[Data items]

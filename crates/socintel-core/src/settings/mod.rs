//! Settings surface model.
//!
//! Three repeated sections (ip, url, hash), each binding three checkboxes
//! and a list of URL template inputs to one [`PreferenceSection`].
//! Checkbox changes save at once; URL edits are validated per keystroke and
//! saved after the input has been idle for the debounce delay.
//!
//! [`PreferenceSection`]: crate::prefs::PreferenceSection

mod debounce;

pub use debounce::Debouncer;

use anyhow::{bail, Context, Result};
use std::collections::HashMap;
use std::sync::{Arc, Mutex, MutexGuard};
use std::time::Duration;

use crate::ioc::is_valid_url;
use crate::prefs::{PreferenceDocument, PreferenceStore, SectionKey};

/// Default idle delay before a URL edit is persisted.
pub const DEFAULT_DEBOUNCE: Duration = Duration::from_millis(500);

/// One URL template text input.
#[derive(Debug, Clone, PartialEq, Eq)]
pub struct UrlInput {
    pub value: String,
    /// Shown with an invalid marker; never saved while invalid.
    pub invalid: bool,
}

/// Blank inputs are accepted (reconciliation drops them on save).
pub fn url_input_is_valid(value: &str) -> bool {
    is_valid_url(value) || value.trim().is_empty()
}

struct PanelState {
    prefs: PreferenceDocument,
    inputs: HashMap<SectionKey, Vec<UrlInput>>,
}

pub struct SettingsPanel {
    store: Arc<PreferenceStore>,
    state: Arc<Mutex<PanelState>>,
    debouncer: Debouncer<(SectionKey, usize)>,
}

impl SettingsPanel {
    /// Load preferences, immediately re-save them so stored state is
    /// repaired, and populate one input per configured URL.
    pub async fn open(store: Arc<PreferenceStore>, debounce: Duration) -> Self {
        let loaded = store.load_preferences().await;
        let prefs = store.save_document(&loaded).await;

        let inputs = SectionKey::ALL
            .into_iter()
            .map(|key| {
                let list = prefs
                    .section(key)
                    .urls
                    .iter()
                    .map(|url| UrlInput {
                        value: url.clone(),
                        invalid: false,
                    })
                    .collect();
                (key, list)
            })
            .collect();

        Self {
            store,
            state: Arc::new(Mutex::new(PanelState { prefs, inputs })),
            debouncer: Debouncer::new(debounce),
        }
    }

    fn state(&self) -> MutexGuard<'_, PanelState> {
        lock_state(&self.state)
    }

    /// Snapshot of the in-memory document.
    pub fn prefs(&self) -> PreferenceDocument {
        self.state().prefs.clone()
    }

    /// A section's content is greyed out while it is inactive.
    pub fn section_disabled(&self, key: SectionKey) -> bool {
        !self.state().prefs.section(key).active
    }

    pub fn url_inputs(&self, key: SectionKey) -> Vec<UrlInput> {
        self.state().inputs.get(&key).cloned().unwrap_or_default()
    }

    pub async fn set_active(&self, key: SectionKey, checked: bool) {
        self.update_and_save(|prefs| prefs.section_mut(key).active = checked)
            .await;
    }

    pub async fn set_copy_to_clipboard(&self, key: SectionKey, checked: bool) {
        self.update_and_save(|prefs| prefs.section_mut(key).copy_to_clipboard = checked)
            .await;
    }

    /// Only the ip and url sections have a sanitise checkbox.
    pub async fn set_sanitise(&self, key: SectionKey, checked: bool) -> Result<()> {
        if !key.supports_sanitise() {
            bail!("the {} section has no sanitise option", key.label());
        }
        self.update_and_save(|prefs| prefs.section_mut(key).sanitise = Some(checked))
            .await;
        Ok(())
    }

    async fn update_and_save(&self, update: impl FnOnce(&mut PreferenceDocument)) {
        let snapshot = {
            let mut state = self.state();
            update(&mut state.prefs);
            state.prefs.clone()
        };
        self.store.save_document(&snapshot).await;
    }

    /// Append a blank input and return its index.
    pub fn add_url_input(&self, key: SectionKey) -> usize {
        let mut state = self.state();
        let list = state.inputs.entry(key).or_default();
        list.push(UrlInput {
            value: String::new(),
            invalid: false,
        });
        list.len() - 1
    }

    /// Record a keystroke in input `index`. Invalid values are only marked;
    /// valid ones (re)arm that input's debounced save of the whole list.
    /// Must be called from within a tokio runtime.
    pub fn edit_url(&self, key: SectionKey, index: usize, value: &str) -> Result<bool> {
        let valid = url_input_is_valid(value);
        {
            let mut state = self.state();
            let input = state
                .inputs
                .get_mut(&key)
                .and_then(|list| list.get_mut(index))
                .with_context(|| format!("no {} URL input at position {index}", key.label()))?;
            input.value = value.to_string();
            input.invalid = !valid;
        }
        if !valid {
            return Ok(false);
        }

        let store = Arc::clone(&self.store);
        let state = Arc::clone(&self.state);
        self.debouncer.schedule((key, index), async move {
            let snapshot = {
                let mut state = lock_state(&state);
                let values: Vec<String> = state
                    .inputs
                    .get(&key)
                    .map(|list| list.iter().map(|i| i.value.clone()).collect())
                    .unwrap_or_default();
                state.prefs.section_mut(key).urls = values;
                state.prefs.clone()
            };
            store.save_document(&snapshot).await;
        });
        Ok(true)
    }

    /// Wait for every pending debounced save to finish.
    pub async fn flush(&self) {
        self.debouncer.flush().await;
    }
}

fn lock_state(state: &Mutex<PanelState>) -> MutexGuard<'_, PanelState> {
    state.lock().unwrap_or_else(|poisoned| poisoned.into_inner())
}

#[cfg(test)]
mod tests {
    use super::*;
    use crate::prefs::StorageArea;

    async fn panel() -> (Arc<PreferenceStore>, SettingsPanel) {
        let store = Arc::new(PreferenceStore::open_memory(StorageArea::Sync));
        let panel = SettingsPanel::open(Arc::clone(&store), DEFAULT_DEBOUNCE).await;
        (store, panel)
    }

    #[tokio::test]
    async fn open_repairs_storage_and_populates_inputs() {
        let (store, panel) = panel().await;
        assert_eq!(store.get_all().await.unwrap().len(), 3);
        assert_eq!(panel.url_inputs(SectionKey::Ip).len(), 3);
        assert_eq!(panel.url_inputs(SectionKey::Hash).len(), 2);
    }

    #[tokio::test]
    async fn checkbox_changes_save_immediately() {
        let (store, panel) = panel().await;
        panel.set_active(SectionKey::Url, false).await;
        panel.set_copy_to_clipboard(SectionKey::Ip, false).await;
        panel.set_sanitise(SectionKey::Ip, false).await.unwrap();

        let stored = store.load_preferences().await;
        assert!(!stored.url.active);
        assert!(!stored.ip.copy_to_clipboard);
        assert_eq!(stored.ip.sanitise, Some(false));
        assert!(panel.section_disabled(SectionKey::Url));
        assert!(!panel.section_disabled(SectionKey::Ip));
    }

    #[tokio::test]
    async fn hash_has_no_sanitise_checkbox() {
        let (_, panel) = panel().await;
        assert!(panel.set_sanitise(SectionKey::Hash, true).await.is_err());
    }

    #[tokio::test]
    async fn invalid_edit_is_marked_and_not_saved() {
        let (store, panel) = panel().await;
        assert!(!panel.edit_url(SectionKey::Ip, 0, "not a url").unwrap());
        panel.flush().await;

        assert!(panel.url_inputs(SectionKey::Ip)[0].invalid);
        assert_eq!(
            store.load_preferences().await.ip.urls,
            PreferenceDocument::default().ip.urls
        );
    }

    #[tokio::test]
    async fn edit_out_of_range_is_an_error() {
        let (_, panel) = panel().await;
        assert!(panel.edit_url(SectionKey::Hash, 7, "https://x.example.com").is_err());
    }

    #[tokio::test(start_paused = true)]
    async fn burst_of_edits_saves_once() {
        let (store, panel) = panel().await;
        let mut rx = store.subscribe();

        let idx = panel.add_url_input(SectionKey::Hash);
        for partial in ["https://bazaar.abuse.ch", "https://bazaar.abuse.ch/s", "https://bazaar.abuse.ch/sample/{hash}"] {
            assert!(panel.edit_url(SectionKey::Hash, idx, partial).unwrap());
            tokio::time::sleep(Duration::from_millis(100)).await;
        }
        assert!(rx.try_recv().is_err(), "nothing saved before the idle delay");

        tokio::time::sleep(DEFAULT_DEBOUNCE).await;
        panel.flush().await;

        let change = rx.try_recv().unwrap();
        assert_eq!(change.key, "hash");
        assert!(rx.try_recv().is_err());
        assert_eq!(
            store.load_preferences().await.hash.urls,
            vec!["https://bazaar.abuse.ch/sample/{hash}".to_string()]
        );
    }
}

■ Required action ■
Return every line above that contains the word "https".

■ Result for this exercise ■
        assert!(panel.edit_url(SectionKey::Hash, 7, "https://x.example.com").is_err());
        for partial in ["https://bazaar.abuse.ch", "https://bazaar.abuse.ch/s", "https://bazaar.abuse.ch/sample/{hash}"] {
            vec!["https://bazaar.abuse.ch/sample/{hash}".to_string()]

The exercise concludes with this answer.